Loisirs : cinéma et abonnements en hausse

Les dépenses liées aux loisirs ont également augmenté. Par exemple, le prix d'un billet de cinéma standard dans un cinéma Cineplex à Montréal coûte environ 14 $ en 2026, mais peut atteindre 19 $ pour un film en 3D ou 23 $ en IMAX. Les abonnements aux plateformes de diffusion en continu comme Netflix ont presque doublé depuis 2017, passant à un plan standard à deux écrans. Cependant, des forfaits avec publicité, moins chers, sont désormais disponibles. Ces hausses s'ajoutent à d'autres dépenses, comme les frais de garde pour les familles avec enfants ou les droits de scolarité pour les étudiants, qui ont augmenté de 40,7 % depuis 2017.

Inégalités face à l'inflation

La hausse du coût de la vie n'affecte pas tous les Québécois de la même manière. Les ménages à faible revenu sont les plus touchés, car ils consacrent une part plus importante de leur budget au logement et à l'alimentation, deux postes qui ont le plus augmenté. Selon l'Observatoire québécois des inégalités, les personnes à faible revenu dépensent 50 % de leur budget pour ces deux postes, contre 22 % pour les ménages les plus aisés. L'économiste Geoffroy Boucher souligne que les inégalités de revenu se sont creusées au Québec ces cinq dernières années. Le salaire minimum, indexé à 16,60 $ l'heure en mai 2026, ne permet pas d'atteindre un revenu viable, un indicateur qui mesure le seuil de pauvreté. L'IRIS (Institut de recherche et d'informations socioéconomiques) constate que l'augmentation du revenu viable dépasse l'inflation générale, ce qui signifie que la précarité augmente.

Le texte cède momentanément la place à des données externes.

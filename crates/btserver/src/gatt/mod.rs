//! GATT attribute model
//!
//! Structural service definitions handed to the transport, the identity and
//! reference types carried by inbound events, and the status codes returned
//! to a central.

pub mod constants;
pub mod service;
pub mod status;
pub mod types;

pub use constants::*;
pub use service::{GattCharacteristic, GattDescriptor, GattService};
pub use status::GattStatus;
pub use types::{
    AttPermissions, CharacteristicProperties, CharacteristicRef, DescriptorRef, ServiceId,
    ServiceKind,
};
//! Service registration table

use super::handler::GattServiceHandler;
use crate::error::{Result, ServerError};
use crate::gatt::ServiceId;
use std::collections::HashMap;
use std::sync::Arc;

/// Registered service and its handler
#[derive(Clone)]
pub struct RegisteredService {
    pub id: ServiceId,
    pub handler: Arc<dyn GattServiceHandler>,
}

/// Mapping from service identity to handler, in registration order.
///
/// The table itself does no locking; the [`Dispatcher`](super::Dispatcher)
/// wraps it.
#[derive(Default)]
pub struct ServiceRegistry {
    entries: Vec<RegisteredService>,
    index: HashMap<ServiceId, usize>,
}

impl ServiceRegistry {
    pub fn new() -> Self {
        Self::default()
    }

    /// Adds a handler under the identity of its service definition.
    ///
    /// A second handler for an identity already present is rejected and the
    /// existing entry is left untouched.
    pub fn insert(&mut self, handler: Arc<dyn GattServiceHandler>) -> Result<ServiceId> {
        let id = handler.service().id();
        if self.index.contains_key(&id) {
            return Err(ServerError::DuplicateService(id));
        }

        self.index.insert(id, self.entries.len());
        self.entries.push(RegisteredService { id, handler });

        Ok(id)
    }

    pub fn get(&self, id: &ServiceId) -> Option<&Arc<dyn GattServiceHandler>> {
        self.index.get(id).map(|&i| &self.entries[i].handler)
    }

    pub fn contains(&self, id: &ServiceId) -> bool {
        self.index.contains_key(id)
    }

    /// Identities in registration order
    pub fn ids(&self) -> Vec<ServiceId> {
        self.entries.iter().map(|e| e.id).collect()
    }

    /// Handlers in registration order
    pub fn handlers(&self) -> Vec<Arc<dyn GattServiceHandler>> {
        self.entries.iter().map(|e| e.handler.clone()).collect()
    }

    pub fn last(&self) -> Option<&RegisteredService> {
        self.entries.last()
    }

    pub fn len(&self) -> usize {
        self.entries.len()
    }

    pub fn is_empty(&self) -> bool {
        self.entries.is_empty()
    }

    pub fn clear(&mut self) {
        self.entries.clear();
        self.index.clear();
    }
}

#[cfg(test)]
mod tests {
    use super::*;
    use crate::gatt::GattService;
    use crate::uuid::Uuid;

    struct Plain {
        service: GattService,
        name: &'static str,
    }

    impl GattServiceHandler for Plain {
        fn service(&self) -> &GattService {
            &self.service
        }

        fn name(&self) -> &str {
            self.name
        }
    }

    fn plain(uuid: u16, name: &'static str) -> Arc<dyn GattServiceHandler> {
        Arc::new(Plain {
            service: GattService::new(Uuid::from_u16(uuid)),
            name,
        })
    }

    #[test]
    fn test_insert_keeps_order() {
        let mut registry = ServiceRegistry::new();
        assert!(registry.is_empty());

        registry.insert(plain(0x180A, "dis")).unwrap();
        registry.insert(plain(0x1805, "cts")).unwrap();
        registry.insert(plain(0x180D, "hrs")).unwrap();

        let ids: Vec<u16> = registry
            .ids()
            .iter()
            .filter_map(|id| id.uuid.as_u16())
            .collect();
        assert_eq!(ids, vec![0x180A, 0x1805, 0x180D]);
        assert_eq!(registry.last().unwrap().handler.name(), "hrs");
        assert_eq!(registry.len(), 3);
    }

    #[test]
    fn test_duplicate_rejected_without_replacing() {
        let mut registry = ServiceRegistry::new();
        let id = registry.insert(plain(0x180D, "first")).unwrap();

        let err = registry.insert(plain(0x180D, "second")).unwrap_err();
        assert_eq!(err, ServerError::DuplicateService(id));
        assert_eq!(registry.len(), 1);
        assert_eq!(registry.get(&id).unwrap().name(), "first");
    }

    #[test]
    fn test_clear() {
        let mut registry = ServiceRegistry::new();
        let id = registry.insert(plain(0x180D, "hrs")).unwrap();
        registry.clear();
        assert!(!registry.contains(&id));
        assert!(registry.get(&id).is_none());
        assert!(registry.last().is_none());

        registry.insert(plain(0x180D, "hrs")).unwrap();
        assert!(registry.contains(&id));
    }
}
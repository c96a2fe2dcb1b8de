//! GATT and ATT constants

// ATT error codes carried in write responses
pub const ATT_SUCCESS: u8 = 0x00;
pub const ATT_ERROR_INVALID_HANDLE: u8 = 0x01;
pub const ATT_ERROR_READ_NOT_PERMITTED: u8 = 0x02;
pub const ATT_ERROR_WRITE_NOT_PERMITTED: u8 = 0x03;
pub const ATT_ERROR_INVALID_PDU: u8 = 0x04;
pub const ATT_ERROR_INSUFFICIENT_AUTHENTICATION: u8 = 0x05;
pub const ATT_ERROR_REQUEST_NOT_SUPPORTED: u8 = 0x06;
pub const ATT_ERROR_INVALID_OFFSET: u8 = 0x07;
pub const ATT_ERROR_INSUFFICIENT_AUTHORIZATION: u8 = 0x08;
pub const ATT_ERROR_PREPARE_QUEUE_FULL: u8 = 0x09;
pub const ATT_ERROR_ATTRIBUTE_NOT_FOUND: u8 = 0x0A;
pub const ATT_ERROR_ATTRIBUTE_NOT_LONG: u8 = 0x0B;
pub const ATT_ERROR_INSUFFICIENT_ENCRYPTION_KEY_SIZE: u8 = 0x0C;
pub const ATT_ERROR_INVALID_ATTRIBUTE_VALUE_LENGTH: u8 = 0x0D;
pub const ATT_ERROR_UNLIKELY: u8 = 0x0E;
pub const ATT_ERROR_INSUFFICIENT_ENCRYPTION: u8 = 0x0F;
pub const ATT_ERROR_UNSUPPORTED_GROUP_TYPE: u8 = 0x10;
pub const ATT_ERROR_INSUFFICIENT_RESOURCES: u8 = 0x11;
pub const ATT_ERROR_DATABASE_OUT_OF_SYNC: u8 = 0x12;
pub const ATT_ERROR_VALUE_NOT_ALLOWED: u8 = 0x13;
pub const ATT_ERROR_APPLICATION_ERROR_START: u8 = 0x80;
pub const ATT_ERROR_APPLICATION_ERROR_END: u8 = 0x9F;
pub const ATT_ERROR_COMMON_PROFILE_ERROR_START: u8 = 0xE0;
pub const ATT_ERROR_COMMON_PROFILE_ERROR_END: u8 = 0xFF;

// Descriptor UUIDs
pub const CHAR_USER_DESC_UUID: u16 = 0x2901;
pub const CLIENT_CHAR_CONFIG_UUID: u16 = 0x2902;

// Client Characteristic Configuration values
pub const CCCD_DISABLED: [u8; 2] = [0x00, 0x00];
pub const CCCD_NOTIFICATIONS: [u8; 2] = [0x01, 0x00];
pub const CCCD_INDICATIONS: [u8; 2] = [0x02, 0x00];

Ce que ça pourrait changer

Le *revenu viable* est un indicateur développé par l'IRIS depuis 2015. Il représente le revenu nécessaire pour couvrir les besoins de base (logement, alimentation, transport, etc.) et participer à la vie sociale, sans pour autant vivre dans le luxe. Depuis 2022, l'augmentation du revenu viable est systématiquement supérieure à l'inflation générale au Québec. Par exemple, le salaire minimum de 16,60 $ l'heure en 2026 ne permet pas d'atteindre ce revenu viable, creusant l'écart pour une quatrième année consécutive. Guillaume Tremblay-Boily, chercheur à l'IRIS, explique que travailler à temps plein ne garantit plus de sortir de la pauvreté pour une part croissante de la population. Cette situation reflète un *contrat social brisé*, où l'emploi ne suffit plus à assurer une vie décente.